(Collected data)
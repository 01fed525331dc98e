//! Per-collection write locks.
//!
//! A lock is a marker file created next to the collection file with
//! `create_new`, so only one writer can hold it. The marker is removed when
//! the write completes (or when the guard drops on an error path). A crash
//! between creation and removal leaves the marker behind; [`clear_locks`]
//! removes those at start-up, which is only sound while no writer is live.

use std::ffi::OsString;
use std::io::ErrorKind;
use std::path::{Path, PathBuf};
use std::time::{Duration, SystemTime};

use tokio::fs;
use tokio::io::AsyncWriteExt;
use tracing::{debug, warn};

use crate::error::{Result, StoreError};

pub(crate) const LOCK_SUFFIX: &str = ".lock";

/// Retry policy for contended locks.
#[derive(Debug, Clone)]
pub struct LockPolicy {
    pub attempts: u32,
    pub initial_backoff: Duration,
    pub max_backoff: Duration,
}

impl Default for LockPolicy {
    /// About five seconds of waiting in total before giving up.
    fn default() -> Self {
        Self {
            attempts: 30,
            initial_backoff: Duration::from_millis(5),
            max_backoff: Duration::from_millis(250),
        }
    }
}

pub(crate) fn marker_path(target: &Path) -> PathBuf {
    let mut s: OsString = target.as_os_str().to_owned();
    s.push(LOCK_SUFFIX);
    PathBuf::from(s)
}

/// Exclusive hold on one collection file. Released on drop.
#[derive(Debug)]
pub(crate) struct TableLock {
    path: PathBuf,
    released: bool,
}

impl TableLock {
    pub(crate) async fn acquire(target: &Path, policy: &LockPolicy) -> Result<Self> {
        let path = marker_path(target);
        let mut backoff = policy.initial_backoff;

        for attempt in 0..policy.attempts.max(1) {
            match fs::OpenOptions::new()
                .write(true)
                .create_new(true)
                .open(&path)
                .await
            {
                Ok(mut file) => {
                    let lock = Self { path, released: false };
                    let stamp = format!("{} {}\n", std::process::id(), chrono::Utc::now().to_rfc3339());
                    file.write_all(stamp.as_bytes()).await?;
                    if attempt > 0 {
                        debug!("Acquired {} after {} retries", lock.path.display(), attempt);
                    }
                    return Ok(lock);
                }
                Err(e) if e.kind() == ErrorKind::AlreadyExists => {
                    tokio::time::sleep(backoff).await;
                    backoff = (backoff * 2).min(policy.max_backoff);
                }
                Err(e) => return Err(e.into()),
            }
        }

        warn!("Gave up waiting for lock {}", path.display());
        Err(StoreError::LockTimeout(path))
    }

    pub(crate) async fn release(mut self) -> Result<()> {
        self.released = true;
        match fs::remove_file(&self.path).await {
            Ok(()) => Ok(()),
            Err(e) if e.kind() == ErrorKind::NotFound => {
                warn!("Lock {} vanished before release", self.path.display());
                Ok(())
            }
            Err(e) => Err(e.into()),
        }
    }
}

impl Drop for TableLock {
    fn drop(&mut self) {
        if !self.released {
            let _ = std::fs::remove_file(&self.path);
        }
    }
}

/// Remove lock markers under `root`.
///
/// With `older_than = None` every marker goes; this must only run when no
/// writer is active (process start). With a threshold, only markers older
/// than it are removed, which is what the periodic sweep uses.
pub async fn clear_locks(root: &Path, older_than: Option<Duration>) -> Result<usize> {
    let mut removed = 0;
    let mut pending = vec![root.to_path_buf()];

    while let Some(dir) = pending.pop() {
        let mut entries = match fs::read_dir(&dir).await {
            Ok(entries) => entries,
            Err(e) if e.kind() == ErrorKind::NotFound => continue,
            Err(e) => return Err(e.into()),
        };

        while let Some(entry) = entries.next_entry().await? {
            let path = entry.path();
            let file_type = entry.file_type().await?;
            if file_type.is_dir() {
                pending.push(path);
                continue;
            }
            let is_marker = path
                .file_name()
                .and_then(|n| n.to_str())
                .is_some_and(|n| n.ends_with(LOCK_SUFFIX));
            if !is_marker {
                continue;
            }

            if let Some(threshold) = older_than {
                let modified = entry.metadata().await?.modified()?;
                let age = SystemTime::now().duration_since(modified).unwrap_or_default();
                if age < threshold {
                    continue;
                }
            }

            match fs::remove_file(&path).await {
                Ok(()) => {
                    warn!("Removed orphaned lock {}", path.display());
                    removed += 1;
                }
                Err(e) if e.kind() == ErrorKind::NotFound => {}
                Err(e) => return Err(e.into()),
            }
        }
    }

    Ok(removed)
}
/// Numeric error codes carried on refusal frames.
///
/// Codes are grouped by decade so clients can branch on the family
/// (`code / 10`) without knowing every individual value.
#[derive(Debug, Clone, Copy, PartialEq, Eq, Hash)]
#[repr(u16)]
pub enum ErrorCode {
    Internal = 1,
    Parsing = 2,
    Permission = 3,

    WrongPassword = 10,
    UnknownUser = 11,
    DuplicateUser = 12,

    ChannelNotFound = 20,
    NotMember = 21,
    AlreadyMember = 22,
    DuplicateChannel = 23,

    InsertFailed = 30,
    MessageNotFound = 31,

    EmptyChannel = 40,

    NicknameTooShort = 50,
    NicknameTooLong = 51,
    UserVanished = 52,

    NotOwner = 60,

    KeyUnavailable = 70,
    KeyRefused = 71,
    KeyTimeout = 72,
    InvalidKey = 73,

    FileNotFound = 80,
    InvalidPayload = 81,
}

impl ErrorCode {
    pub fn as_u16(self) -> u16 {
        self as u16
    }
}

impl From<ErrorCode> for u16 {
    fn from(code: ErrorCode) -> Self {
        code.as_u16()
    }
}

PROBLEM DESCRIPTION ::
Bring together each line above where the string "every" turns up.

OUTPUT OF THE EXERCISE ::
/// With `older_than = None` every marker goes; this must only run when no
/// (`code / 10`) without knowing every individual value.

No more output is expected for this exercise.